* [What this task involves]: Scan the entries below and return each line that contains "CameraConfig".

(Stored data entries)
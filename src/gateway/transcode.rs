// src/gateway/transcode.rs
//
// Browsers play H.264 over WebRTC/HLS; anything else is re-encoded by a
// per-camera ffmpeg that publishes into the gateway over loopback RTSP.

use std::path::Path;

use crate::config::{Brand, CameraConfig, CodecHint};
use crate::process::LaunchSpec;
use crate::rtsp::build_stream_url;

/// Pure decision: does `camera` need a transcoder in front of the gateway?
pub fn needs_transcode(camera: &CameraConfig) -> bool {
    match camera.codec {
        CodecHint::H264 => false,
        CodecHint::H265 => true,
        CodecHint::Auto => brand_defaults_to_h265(camera.brand),
    }
}

/// Codec a vendor ships by default when the camera record does not say.
fn brand_defaults_to_h265(brand: Brand) -> bool {
    match brand {
        Brand::Icsee | Brand::Generic => true,
        Brand::Hikvision | Brand::Intelbras | Brand::Onvif | Brand::Auto => false,
    }
}

/// Loopback publish point the transcoder feeds and the gateway serves.
pub fn ingest_url(camera_id: &str, rtsp_port: u16) -> String {
    format!("rtsp://127.0.0.1:{}/{}", rtsp_port, camera_id)
}

pub fn transcode_launch_spec(camera: &CameraConfig, program: &Path, rtsp_port: u16) -> LaunchSpec {
    LaunchSpec::new(format!("transcode:{}", camera.id), program).args([
        "-hide_banner".to_string(),
        "-loglevel".to_string(),
        "warning".to_string(),
        "-rtsp_transport".to_string(),
        "tcp".to_string(),
        "-timeout".to_string(),
        "5000000".to_string(),
        "-i".to_string(),
        build_stream_url(camera),
        "-an".to_string(),
        "-c:v".to_string(),
        "libx264".to_string(),
        "-preset".to_string(),
        "veryfast".to_string(),
        "-tune".to_string(),
        "zerolatency".to_string(),
        "-pix_fmt".to_string(),
        "yuv420p".to_string(),
        "-f".to_string(),
        "rtsp".to_string(),
        "-rtsp_transport".to_string(),
        "tcp".to_string(),
        ingest_url(&camera.id, rtsp_port),
    ])
}

#[cfg(test)]
mod tests {
    use super::*;

    fn cam(codec: CodecHint, brand: Brand) -> CameraConfig {
        CameraConfig {
            codec,
            brand,
            ..CameraConfig::new("camera-1", "10.0.0.1")
        }
    }

    #[test]
    fn explicit_codec_wins_over_brand() {
        assert!(!needs_transcode(&cam(CodecHint::H264, Brand::Icsee)));
        assert!(needs_transcode(&cam(CodecHint::H265, Brand::Hikvision)));
    }

    #[test]
    fn auto_codec_follows_brand_default() {
        assert!(needs_transcode(&cam(CodecHint::Auto, Brand::Icsee)));
        assert!(needs_transcode(&cam(CodecHint::Auto, Brand::Generic)));
        assert!(!needs_transcode(&cam(CodecHint::Auto, Brand::Hikvision)));
        assert!(!needs_transcode(&cam(CodecHint::Auto, Brand::Intelbras)));
        assert!(!needs_transcode(&cam(CodecHint::Auto, Brand::Onvif)));
        assert!(!needs_transcode(&cam(CodecHint::Auto, Brand::Auto)));
    }

    #[test]
    fn default_camera_is_transcoded() {
        assert!(needs_transcode(&CameraConfig::default()));
    }

    #[test]
    fn transcoder_publishes_to_loopback() {
        let spec = transcode_launch_spec(&cam(CodecHint::H265, Brand::Icsee), Path::new("ffmpeg"), 8554);
        assert_eq!(spec.label, "transcode:camera-1");
        assert_eq!(spec.args.last().unwrap(), "rtsp://127.0.0.1:8554/camera-1");
        assert!(spec.args.join(" ").contains("-c:v libx264"));
    }
}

* [Solution to the exercise]:
use crate::config::{Brand, CameraConfig, CodecHint};
pub fn needs_transcode(camera: &CameraConfig) -> bool {
pub fn transcode_launch_spec(camera: &CameraConfig, program: &Path, rtsp_port: u16) -> LaunchSpec {
    fn cam(codec: CodecHint, brand: Brand) -> CameraConfig {
        CameraConfig {
            ..CameraConfig::new("camera-1", "10.0.0.1")
        assert!(needs_transcode(&CameraConfig::default()));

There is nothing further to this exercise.